ACTION ITEM ▸
Beginning at the top of the data below, write out every line exactly until you reach the line with "async fn five_standard_requests_form_one_bounded_batch()", and include that line.

Start of DATASET RECORDS

//! Batching behaviour across the three batcher variants.

use costwise::{
    AdaptiveBatcher, Batcher, BatchStrategy, InferenceRequest, PriorityBatcher, Priority,
};

fn request(prompt: &str, priority: Priority) -> InferenceRequest {
    InferenceRequest::builder()
        .prompt(prompt)
        .priority(priority)
        .build()
        .unwrap()
}

// ============================================================================
// Strategy validation
// ============================================================================

#[test]
fn strategy_rejects_min_above_max() {
    assert!(BatchStrategy::new(10, 5).is_err());
}

#[test]
fn strategy_defaults() {
    let strategy = BatchStrategy::default();
    assert_eq!(strategy.min_batch_size, 4);
    assert_eq!(strategy.max_batch_size, 64);
    assert_eq!(strategy.max_wait_ms, 50);
    assert_eq!(strategy.express_max_wait_ms, 10);
}

// ============================================================================
// Adaptive batcher
// ============================================================================

#[tokio::test]
async fn five_standard_requests_form_one_bounded_batch() {
    let batcher = AdaptiveBatcher::new(BatchStrategy::new(2, 10).unwrap());
    for i in 0..5 {
        batcher
            .add_request(request(&format!("Question {i}"), Priority::Standard))
            .await
            .unwrap();
    }

    let batch = batcher.collect_batch().await.unwrap().unwrap();
    assert!(batch.size() >= 2);
    assert!(batch.size() <= 10);
}

#[tokio::test]
async fn express_submitted_after_standard_is_emitted_first() {
    let batcher = AdaptiveBatcher::new(BatchStrategy::new(2, 10).unwrap());
    for i in 0..3 {
        batcher
            .add_request(request(&format!("Standard {i}"), Priority::Standard))
            .await
            .unwrap();
    }
    batcher
        .add_request(request("Express query", Priority::Express))
        .await
        .unwrap();

    let first = batcher.collect_batch().await.unwrap().unwrap();
    assert_eq!(first.priority(), Priority::Express);
    assert!(first.size() <= 4);
}

#[tokio::test]
async fn no_later_standard_overtakes_an_express_request() {
    let batcher = AdaptiveBatcher::new(BatchStrategy::new(1, 10).unwrap());
    batcher
        .add_request(request("express", Priority::Express))
        .await
        .unwrap();
    for i in 0..5 {
        batcher
            .add_request(request(&format!("later standard {i}"), Priority::Standard))
            .await
            .unwrap();
    }

    // Emit everything; the express request must be in the first batch.
    let first = batcher.collect_batch().await.unwrap().unwrap();
    assert_eq!(first.priority(), Priority::Express);
    assert!(first.requests.iter().any(|r| r.prompt == "express"));
}

#[tokio::test]
async fn empty_batcher_emits_nothing() {
    let batcher = AdaptiveBatcher::new(BatchStrategy::new(2, 10).unwrap());
    assert!(batcher.collect_batch().await.unwrap().is_none());
}

#[tokio::test]
async fn equal_min_max_emits_exactly_that_size_under_load() {
    let batcher = AdaptiveBatcher::new(BatchStrategy::new(4, 4).unwrap());
    for i in 0..9 {
        batcher
            .add_request(request(&format!("q{i}"), Priority::Standard))
            .await
            .unwrap();
    }
    let first = batcher.collect_batch().await.unwrap().unwrap();
    let second = batcher.collect_batch().await.unwrap().unwrap();
    assert_eq!(first.size(), 4);
    assert_eq!(second.size(), 4);
}

#[tokio::test(start_paused = true)]
async fn aged_requests_force_a_small_batch() {
    let batcher = AdaptiveBatcher::new(
        BatchStrategy::new(4, 16).unwrap().max_wait_ms(50),
    );
    batcher
        .add_request(request("stale", Priority::Standard))
        .await
        .unwrap();
    assert!(batcher.collect_batch().await.unwrap().is_none());

    tokio::time::advance(std::time::Duration::from_millis(60)).await;
    let batch = batcher.collect_batch().await.unwrap().unwrap();
    assert_eq!(batch.size(), 1);
}

// ============================================================================
// Priority batcher
// ============================================================================

#[tokio::test]
async fn strict_lanes_never_mix_priorities() {
    let batcher = PriorityBatcher::new(BatchStrategy::new(1, 8).unwrap());
    batcher.add_request(request("A", Priority::Standard)).await.unwrap();
    batcher.add_request(request("B", Priority::Express)).await.unwrap();
    batcher.add_request(request("C", Priority::Batch)).await.unwrap();

    let batch = batcher.collect_batch().await.unwrap().unwrap();
    assert_eq!(batch.priority(), Priority::Express);
    assert_eq!(batch.size(), 1);
}

#[tokio::test]
async fn queue_stats_track_depth_per_lane() {
    let batcher = PriorityBatcher::new(BatchStrategy::new(1, 8).unwrap());
    batcher.add_request(request("A", Priority::Standard)).await.unwrap();
    batcher.add_request(request("B", Priority::Standard)).await.unwrap();
    batcher.add_request(request("C", Priority::Batch)).await.unwrap();

    let stats = batcher.queue_stats();
    assert_eq!(stats.standard, 2);
    assert_eq!(stats.batch, 1);
    assert_eq!(stats.express, 0);
    assert_eq!(stats.total, 3);
}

End of DATASET RECORDS

RESULT FOR THIS TASK ▸
//! Batching behaviour across the three batcher variants.

use costwise::{
    AdaptiveBatcher, Batcher, BatchStrategy, InferenceRequest, PriorityBatcher, Priority,
};

fn request(prompt: &str, priority: Priority) -> InferenceRequest {
    InferenceRequest::builder()
        .prompt(prompt)
        .priority(priority)
        .build()
        .unwrap()
}

// ============================================================================
// Strategy validation
// ============================================================================

#[test]
fn strategy_rejects_min_above_max() {
    assert!(BatchStrategy::new(10, 5).is_err());
}

#[test]
fn strategy_defaults() {
    let strategy = BatchStrategy::default();
    assert_eq!(strategy.min_batch_size, 4);
    assert_eq!(strategy.max_batch_size, 64);
    assert_eq!(strategy.max_wait_ms, 50);
    assert_eq!(strategy.express_max_wait_ms, 10);
}

// ============================================================================
// Adaptive batcher
// ============================================================================

#[tokio::test]
async fn five_standard_requests_form_one_bounded_batch() {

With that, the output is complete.